Theories of Sleep, a timeline
- The Ancient Greeks believed in Hypnos, a minor god who is the personification of sleep. The twin brother of death (Thanatos) and the son of Night, he was considered a friend of mortals who was a healer of the body and mind.
- Alcmaeon, a Greek physician from the sixth century B.C., proposed the first documented theory of sleep. He theorized that sleep was a loss of consciousness when blood drained from vessels on the surface of the body.
- Around 350 B.C. Aristotle wrote On Sleep and Sleeplessness. He believed that sleep was the result of vapors which rose from the stomach to the heart during digestion.
- The sleeping pattern of peasants in medieval Europe was fairly unique and is referred to now as segmented sleep. One night’s sleep was divided by a period of semi-conscious wakefulness (the two segments were called first sleep and second sleep) during which time people often prayed or would interpret dreams that were more vivid between sleeps then in the morning.
- Shakespeare often wrote about sleep, dreams, and nightmares. The Elizabethans thought that sleep was the opposite of being awake and often compared it to death.
O sleep! O gentle sleep! Nature’s soft nurse. (Henry IV)
- In 1749, David Hartley published his theory of the Doctrine of Vibrations which states that we are made up of moving particles that must eventually come to rest. Sleep is necessary, but not positive, and oversleeping was considered a sign of sloth and low intelligence.
- Robert MacNish wrote the influential The Philosophy of Sleep in 1830 and claimed that sleep “is the intermediate state between wakefulness and death” and, further, that “sleep is temporary metaphysical death.”
- Narcolepsy was first identified as a chronic neurological condition in 1880 by Jean-Baptiste Edouard Gelineau who observed patients who fell asleep uncontrollably at strange times during the day.
- The first sleeping pill, barbital, appeared on the market in 1903 and was popular with insomniacs and people plagued with anxiety.
- n the beginning of the twentieth century, French scientist Claparède proposed that sleep is a reaction de disinterest, or a loss of interest in the external world.
- Leading sleep researcher Nathaniel Kleitman opened the world’s first sleep laboratory at the University of Chicago in 1925. His book, Sleep and Wakefulness, was published in 1939.
- Hans Berger documented the first recording of electrical activity along the scalp (EEGs) in 1929, marking a turning point in sleep research.
- The five stages of sleep were identified by Alfred Loomis, E. Newton Harvey, and Garret Hobart in 1937.
- Eugene Aserinsky, an advisee of Kleitman, discovered REM sleep in 1953, after observing the eye movements in his son, who he watched in the sleep lab.
- Another of Kleitman’s student’s, William C. Dement, established that sleep is cyclical in 1954.
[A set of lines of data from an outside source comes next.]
//! Pratt parser building the AST from the token stream.
//!
//! Expression parsing is table-driven: each token kind may register a prefix
//! handler (how to *start* an expression) and an infix handler (how to
//! *extend* one), and binary operators bind through precedence climbing.
//! The tables live on the parser instance and are populated at construction;
//! `register_prefix`/`register_infix` stay public so new expression forms can
//! be bolted on without touching the core loop.
//!
//! Grammar violations go through the same pluggable callback-and-counter
//! scheme as the lexer. A failed required-token check makes the enclosing
//! parse function return `None` immediately, which propagates upward as an
//! absent node; callers must check for it and stop building dependent
//! structure.

use std::collections::HashMap;

use crate::ast::{BinaryOperator, Expr, Program, Stmt};
use crate::lexer::{token_text, Lexer, Token, TokenKind};

/// Handler that begins an expression at the current token.
pub type PrefixFn = for<'src> fn(&mut Parser<'src>) -> Option<Box<Expr>>;

/// Handler that extends the given left-hand expression; invoked with the
/// operator as the current token.
pub type InfixFn = for<'src> fn(&mut Parser<'src>, Box<Expr>) -> Option<Box<Expr>>;

/// Callback invoked for every reported parser error or warning: file name,
/// the offending token and the already-formatted message.
pub type DiagnosticCallback = Box<dyn FnMut(&str, &Token, &str)>;

/// Binding strength of infix operators, lowest first.
#[derive(Debug, Clone, Copy, PartialEq, Eq, PartialOrd, Ord)]
pub enum Precedence {
  Lowest,
  Sum,
  Product,
}

/// Infix binding strength of a token kind; non-operators bind lowest.
pub fn token_precedence(kind: TokenKind) -> Precedence {
  match kind {
    TokenKind::Plus | TokenKind::Minus => Precedence::Sum,
    TokenKind::Star | TokenKind::Slash => Precedence::Product,
    _ => Precedence::Lowest,
  }
}

fn default_error_callback(file: &str, token: &Token, msg: &str) {
  println!(
    "{file}[{}:{}] Parser Error {msg}",
    token.loc.line, token.loc.column
  );
}

fn default_warning_callback(file: &str, token: &Token, msg: &str) {
  println!(
    "{file}[{}:{}] Parser Warning {msg}",
    token.loc.line, token.loc.column
  );
}

pub struct Parser<'src> {
  lexer: Lexer<'src>,
  cur_token: Token,
  peek_token: Token,

  errors: u32,
  warnings: u32,
  ec: Option<DiagnosticCallback>,
  wc: Option<DiagnosticCallback>,

  prefix_fns: HashMap<TokenKind, PrefixFn>,
  infix_fns: HashMap<TokenKind, InfixFn>,
}

impl<'src> Parser<'src> {
  /// Create a parser with the default stdout diagnostics.
  pub fn new(lexer: Lexer<'src>) -> Self {
    Self::with_callbacks(
      lexer,
      Some(Box::new(default_error_callback)),
      Some(Box::new(default_warning_callback)),
    )
  }

  /// Create a parser with custom diagnostic callbacks. `None` suppresses
  /// output for that channel; the counts still increment.
  pub fn with_callbacks(
    mut lexer: Lexer<'src>,
    ec: Option<DiagnosticCallback>,
    wc: Option<DiagnosticCallback>,
  ) -> Self {
    // Fill both lookahead slots before any parsing call.
    let cur_token = lexer.scan_token();
    let peek_token = lexer.scan_token();

    let mut parser = Self {
      lexer,
      cur_token,
      peek_token,
      errors: 0,
      warnings: 0,
      ec,
      wc,
      prefix_fns: HashMap::new(),
      infix_fns: HashMap::new(),
    };

    parser.register_prefix(TokenKind::Constant, parse_constant);
    parser.register_prefix(TokenKind::String, parse_string_literal);
    parser.register_infix(TokenKind::Plus, parse_binary_expr);
    parser.register_infix(TokenKind::Minus, parse_binary_expr);
    parser.register_infix(TokenKind::Star, parse_binary_expr);
    parser.register_infix(TokenKind::Slash, parse_binary_expr);

    parser
  }

  /// Register how to begin an expression at a token kind.
  pub fn register_prefix(&mut self, kind: TokenKind, handler: PrefixFn) {
    self.prefix_fns.insert(kind, handler);
  }

  /// Register how to extend an expression at a token kind.
  pub fn register_infix(&mut self, kind: TokenKind, handler: InfixFn) {
    self.infix_fns.insert(kind, handler);
  }

  /// Number of errors reported so far.
  pub fn errors(&self) -> u32 {
    self.errors
  }

  /// Number of warnings reported so far.
  pub fn warnings(&self) -> u32 {
    self.warnings
  }

  /// The lexer this parser draws tokens from; useful for its error count.
  pub fn lexer(&self) -> &Lexer<'src> {
    &self.lexer
  }

  pub fn error(&mut self, token: &Token, msg: &str) {
    if let Some(ec) = self.ec.as_mut() {
      ec(self.lexer.file(), token, msg);
    }
    self.errors += 1;
  }

  pub fn warning(&mut self, token: &Token, msg: &str) {
    if let Some(wc) = self.wc.as_mut() {
      wc(self.lexer.file(), token, msg);
    }
    self.warnings += 1;
  }

  fn next_token(&mut self) {
    self.cur_token = std::mem::replace(&mut self.peek_token, self.lexer.scan_token());
  }

  fn expect(&mut self, kind: TokenKind) -> Option<()> {
    if self.cur_token.kind == kind {
      Some(())
    } else {
      let token = self.cur_token.clone();
      let msg = format!("expected token kind {}, got {}", kind, token.kind);
      self.error(&token, &msg);
      None
    }
  }

  fn expect_peek(&mut self, kind: TokenKind) -> Option<()> {
    if self.peek_token.kind == kind {
      self.next_token();
      Some(())
    } else {
      let token = self.peek_token.clone();
      let msg = format!("expected peek token kind {}, got {}", kind, token.kind);
      self.error(&token, &msg);
      None
    }
  }

  fn cur_literal_string(&self) -> String {
    token_text(&self.cur_token, self.lexer.source()).into_owned()
  }

  /// Parse a whole program: one function definition, or an absent one if
  /// parsing failed at any required token.
  pub fn parse_program(&mut self) -> Program {
    Program {
      main_function: self.parse_function(),
    }
  }

  // fn IDENT ( ) = EXPR ;
  fn parse_function(&mut self) -> Option<Box<Stmt>> {
    self.expect(TokenKind::Fn)?;
    self.expect_peek(TokenKind::Ident)?;
    let name = self.cur_literal_string();
    self.expect_peek(TokenKind::OpenParen)?;
    self.expect_peek(TokenKind::CloseParen)?;
    self.expect_peek(TokenKind::Equal)?;
    self.next_token();
    let body = self.parse_expression(Precedence::Lowest)?;
    self.expect_peek(TokenKind::Semicolon)?;
    Some(Box::new(Stmt::Function {
      name,
      body: Some(body),
    }))
  }

  /// Precedence-climbing core loop. The current token must start an
  /// expression; infix handlers fold in operators while the next token binds
  /// tighter than `min`.
  pub fn parse_expression(&mut self, min: Precedence) -> Option<Box<Expr>> {
    let prefix = match self.prefix_fns.get(&self.cur_token.kind) {
      Some(handler) => *handler,
      None => {
        let token = self.cur_token.clone();
        let msg = format!("no prefix parse handler for token kind {}", token.kind);
        self.error(&token, &msg);
        return None;
      }
    };
    let mut left = prefix(self)?;

    while self.peek_token.kind != TokenKind::Semicolon
      && min < token_precedence(self.peek_token.kind)
    {
      // A token that binds tighter but has no infix handler simply ends the
      // expression; that is not an error.
      let infix = match self.infix_fns.get(&self.peek_token.kind) {
        Some(handler) => *handler,
        None => return Some(left),
      };
      self.next_token();
      left = infix(self, left)?;
    }

    Some(left)
  }
}

fn parse_constant(p: &mut Parser<'_>) -> Option<Box<Expr>> {
  let token = p.cur_token.clone();
  let Some(value) = token.value else {
    p.error(&token, "internal error: constant token missing value");
    return None;
  };
  Some(Expr::constant(token, value))
}

fn parse_string_literal(p: &mut Parser<'_>) -> Option<Box<Expr>> {
  let token = p.cur_token.clone();
  let text = token_text(&token, p.lexer.source());
  // The literal span keeps the quote characters; the node owns the decoded
  // content without them.
  let content = text.strip_prefix('"').unwrap_or(&text);
  let content = content.strip_suffix('"').unwrap_or(content);
  let content = content.to_string();
  Some(Expr::string(token, content))
}

fn parse_binary_expr(p: &mut Parser<'_>, lhs: Box<Expr>) -> Option<Box<Expr>> {
  let token = p.cur_token.clone();
  let op = match token.kind {
    TokenKind::Plus => BinaryOperator::Add,
    TokenKind::Minus => BinaryOperator::Sub,
    TokenKind::Star => BinaryOperator::Mul,
    TokenKind::Slash => BinaryOperator::Div,
    _ => {
      p.error(&token, "internal error: token has no binary operator");
      return None;
    }
  };
  let precedence = token_precedence(token.kind);
  p.next_token();
  let rhs = p.parse_expression(precedence)?;
  Some(Expr::binary(token, op, lhs, rhs))
}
- Stanford University opened the first sleep research center in 1970.
- There are currently at least four commonly accepted theories of sleep: adaptive (sleep is a survival function, developed to keep animals safe during the night when they are most vulnerable), energy conservation (sleep reduces our energy demand, especially when it is least practical to get food), restorative (sleep is an opportunity for our body to be repaired and rejuvenated), and brain plasticity (sleep plays a critical role in brain development).